## What the exercise asks:
Look below for the line holding "#[cfg(test)]" and the line holding "struct Recording(Vec<String>);". Transcribe exactly those lines and all lines between them, nothing more.

------ Exercise input

//! Execution engine - applies a plan with parallelism
//!
//! Ops in a validated plan address distinct objects, so they run on a rayon
//! pool without coordination. Results are reported in plan order.

use crate::cancel::CancelToken;
use crate::erased::{ErasedResource, Handler, TrackedObject};
use crate::error::{Error, Result};
use crate::plan::{Action, ExecutionPlan, PlannedOp};
use crate::reconciler::Deleted;
use crate::registry::{KindClass, Registry};
use crate::types::{ApplyResult, ExecuteOptions, ExecuteSummary};
use log::{debug, warn};
use rayon::prelude::*;
use std::collections::{BTreeMap, HashMap};

/// Progress callback for execution
///
/// Implement this trait to receive progress updates during execution.
pub trait ProgressCallback {
    /// Called once before any op runs
    fn on_start(&mut self, total: usize, dry_run: bool);

    /// Called for each op, in plan order, after all ops finished
    fn on_complete(&mut self, op: &PlannedOp, result: &ApplyResult);
}

/// No-op progress callback
pub struct NoProgress;

impl ProgressCallback for NoProgress {
    fn on_start(&mut self, _total: usize, _dry_run: bool) {}
    fn on_complete(&mut self, _op: &PlannedOp, _result: &ApplyResult) {}
}

/// Outcome of one op.
#[derive(Debug, Clone)]
pub struct OpOutcome {
    pub op: PlannedOp,
    pub result: ApplyResult,
    /// Object state after the op, for creates and updates.
    pub tracked: Option<TrackedObject>,
}

/// Summary plus per-op outcomes, in plan order.
#[derive(Debug, Clone, Default)]
pub struct ExecuteReport {
    pub summary: ExecuteSummary,
    pub outcomes: Vec<OpOutcome>,
}

/// Execute `plan`, constructing each kind it references from `client`.
pub fn execute<C, P>(
    plan: ExecutionPlan,
    registry: &Registry<C>,
    client: &C,
    opts: &ExecuteOptions,
    cancel: &CancelToken,
    progress: &mut P,
) -> Result<ExecuteReport>
where
    C: ?Sized + 'static,
    P: ProgressCallback,
{
    if plan.is_empty() {
        return Ok(ExecuteReport::default());
    }

    let mut handlers: BTreeMap<&'static str, Handler> = BTreeMap::new();
    for kind in plan.kinds() {
        handlers.insert(kind, registry.instantiate(KindClass::Resource, kind, client)?);
    }
    reject_duplicate_creates(&plan, &handlers)?;

    progress.on_start(plan.len(), opts.dry_run);

    let results: Vec<(ApplyResult, Option<TrackedObject>)> = if opts.dry_run {
        plan.ops
            .iter()
            .map(|_| {
                (
                    ApplyResult::Skipped {
                        reason: "dry run".to_string(),
                    },
                    None,
                )
            })
            .collect()
    } else {
        let pool = rayon::ThreadPoolBuilder::new()
            .num_threads(opts.jobs.max(1))
            .build()?;

        pool.install(|| {
            plan.ops
                .par_iter()
                .map(|op| match handlers.get(op.kind).and_then(Handler::as_resource) {
                    Some(resource) => apply_op(resource, op, cancel),
                    None => (
                        ApplyResult::Failed {
                            error: format!("{} is not a managed resource kind", op.kind),
                        },
                        None,
                    ),
                })
                .collect()
        })
    };

    let mut report = ExecuteReport::default();
    for (op, (result, tracked)) in plan.ops.into_iter().zip(results) {
        progress.on_complete(&op, &result);
        report.summary.add_result(&result);
        report.outcomes.push(OpOutcome {
            op,
            result,
            tracked,
        });
    }

    Ok(report)
}

/// Fail when two create ops would make the same object.
///
/// Planning only sees identifiers; creates have none, so their natural keys
/// are compared here once the kinds are constructed. Entries whose desired
/// state does not parse are left for `apply_op` to report.
fn reject_duplicate_creates(
    plan: &ExecutionPlan,
    handlers: &BTreeMap<&'static str, Handler>,
) -> Result<()> {
    let mut seen: HashMap<(&'static str, String), usize> = HashMap::new();
    for op in plan.ops.iter().filter(|op| op.action == Action::Create) {
        let Some(resource) = handlers.get(op.kind).and_then(Handler::as_resource) else {
            continue;
        };
        let Ok(label) = resource.label(&op.desired) else {
            continue;
        };
        if let Some(first) = seen.insert((op.kind, label.clone()), op.index) {
            return Err(Error::document(
                op.kind,
                format!(
                    "objects {first} and {} both create {label}",
                    op.index
                ),
            ));
        }
    }
    Ok(())
}

/// Apply a single op
fn apply_op(
    resource: &dyn ErasedResource,
    op: &PlannedOp,
    cancel: &CancelToken,
) -> (ApplyResult, Option<TrackedObject>) {
    debug!("applying {op}");
    let outcome = match &op.action {
        Action::Create => resource.create(&op.desired, cancel).map(|tracked| {
            (
                ApplyResult::Created {
                    id: tracked.id.clone(),
                },
                Some(tracked),
            )
        }),
        Action::Update(id) => {
            resource
                .update(id, &op.desired, cancel)
                .map(|(tracked, calls)| {
                    let result = if calls == 0 {
                        ApplyResult::NoChange
                    } else {
                        ApplyResult::Modified { calls }
                    };
                    (result, Some(tracked))
                })
        }
        Action::Delete(id) => resource.delete(id, op.tracked.as_ref(), cancel).map(|deleted| {
            let result = match deleted {
                Deleted::Removed => ApplyResult::Removed,
                Deleted::AlreadyGone => ApplyResult::NoChange,
            };
            (result, None)
        }),
    };

    outcome.unwrap_or_else(|e| {
        warn!("{op} failed: {e}");
        (
            ApplyResult::Failed {
                error: e.to_string(),
            },
            None,
        )
    })
}

#[cfg(test)]
mod tests {
    use super::*;
    use crate::id::RemoteObjectRef;
    use crate::plan::tests::TABLE;
    use crate::plan::{Document, DocumentEntry, Ensure};
    use serde_json::json;

    struct Recording(Vec<String>);

    impl ProgressCallback for Recording {
        fn on_start(&mut self, total: usize, _dry_run: bool) {
            self.0.push(format!("start {total}"));
        }
        fn on_complete(&mut self, op: &PlannedOp, _result: &ApplyResult) {
            self.0.push(op.to_string());
        }
    }

    fn create(name: &str) -> DocumentEntry {
        DocumentEntry {
            kind: "test_label".to_string(),
            id: None,
            ensure: Ensure::Present,
            desired: json!({"project": "42", "name": name, "color": "#ff0000"}),
            tracked: None,
        }
    }

    fn plan(objects: Vec<DocumentEntry>) -> ExecutionPlan {
        let registry = Registry::from_table(TABLE).unwrap();
        ExecutionPlan::from_document(&Document { objects }, &registry).unwrap()
    }

    #[test]
    fn test_execute_empty_plan() {
        let registry = Registry::from_table(TABLE).unwrap();
        let report = execute(
            ExecutionPlan::default(),
            &registry,
            &(),
            &ExecuteOptions::default(),
            &CancelToken::new(),
            &mut NoProgress,
        )
        .unwrap();
        assert_eq!(report.summary.total(), 0);
    }

    #[test]
    fn test_execute_creates_in_parallel() {
        let registry = Registry::from_table(TABLE).unwrap();
        let names = ["a", "b", "c", "d", "e"];
        let mut progress = Recording(Vec::new());
        let report = execute(
            plan(names.iter().map(|n| create(n)).collect()),
            &registry,
            &(),
            &ExecuteOptions {
                dry_run: false,
                jobs: 3,
            },
            &CancelToken::new(),
            &mut progress,
        )
        .unwrap();

        assert_eq!(report.summary.created, 5);
        assert!(report.summary.is_success());
        assert_eq!(progress.0[0], "start 5");
        assert_eq!(progress.0[1], "create test_label (object 1)");
        assert_eq!(progress.0[5], "create test_label (object 5)");

        let mut ids: Vec<&str> = report
            .outcomes
            .iter()
            .map(|o| o.tracked.as_ref().unwrap().id.as_str())
            .collect();
        ids.sort_unstable();
        ids.dedup();
        assert_eq!(ids.len(), 5);
    }

    #[test]
    fn test_execute_dry_run() {
        let registry = Registry::from_table(TABLE).unwrap();
        let report = execute(
            plan(vec![create("a")]),
            &registry,
            &(),
            &ExecuteOptions {
                dry_run: true,
                jobs: 1,
            },
            &CancelToken::new(),
            &mut NoProgress,
        )
        .unwrap();
        assert_eq!(report.summary.skipped, 1);
        assert_eq!(report.summary.total_changes(), 0);
    }

    #[test]
    fn test_failures_do_not_stop_other_ops() {
        let registry = Registry::from_table(TABLE).unwrap();
        let missing = DocumentEntry {
            kind: "test_label".to_string(),
            id: Some(RemoteObjectRef::new("42:99")),
            ensure: Ensure::Absent,
            desired: json!(null),
            tracked: None,
        };
        let report = execute(
            plan(vec![create("a"), missing]),
            &registry,
            &(),
            &ExecuteOptions::default(),
            &CancelToken::new(),
            &mut NoProgress,
        )
        .unwrap();

        assert_eq!(report.summary.created, 1);
        assert_eq!(report.summary.failed, 1);
        let ApplyResult::Failed { error } = &report.outcomes[1].result else {
            panic!("expected failure");
        };
        assert!(error.contains("first contact"));
    }

    #[test]
    fn test_cancelled_ops_fail() {
        let registry = Registry::from_table(TABLE).unwrap();
        let cancel = CancelToken::new();
        cancel.cancel();
        let report = execute(
            plan(vec![create("a"), create("b")]),
            &registry,
            &(),
            &ExecuteOptions::default(),
            &cancel,
            &mut NoProgress,
        )
        .unwrap();
        assert_eq!(report.summary.failed, 2);
    }

    #[test]
    fn test_duplicate_creates_rejected() {
        let registry = Registry::from_table(TABLE).unwrap();
        let err = execute(
            plan(vec![create("a"), create("b"), create("a")]),
            &registry,
            &(),
            &ExecuteOptions::default(),
            &CancelToken::new(),
            &mut NoProgress,
        )
        .unwrap_err();
        assert_eq!(err.category(), crate::error::ErrorCategory::Document);
        assert!(err.to_string().contains("objects 1 and 3 both create 42/a"));
    }

    #[test]
    fn test_tracked_delete_of_gone_object_is_no_change() {
        let registry = Registry::from_table(TABLE).unwrap();
        let gone = DocumentEntry {
            kind: "test_label".to_string(),
            id: Some(RemoteObjectRef::new("42:99")),
            ensure: Ensure::Absent,
            desired: json!(null),
            tracked: Some(json!({
                "project": "42",
                "id": 99,
                "name": "bug",
                "color": "#ff0000"
            })),
        };
        let report = execute(
            plan(vec![gone]),
            &registry,
            &(),
            &ExecuteOptions::default(),
            &CancelToken::new(),
            &mut NoProgress,
        )
        .unwrap();
        assert_eq!(report.outcomes[0].result, ApplyResult::NoChange);
        assert!(report.summary.is_success());
    }
}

------------

## Solution to the problem:
#[cfg(test)]
mod tests {
    use super::*;
    use crate::id::RemoteObjectRef;
    use crate::plan::tests::TABLE;
    use crate::plan::{Document, DocumentEntry, Ensure};
    use serde_json::json;

    struct Recording(Vec<String>);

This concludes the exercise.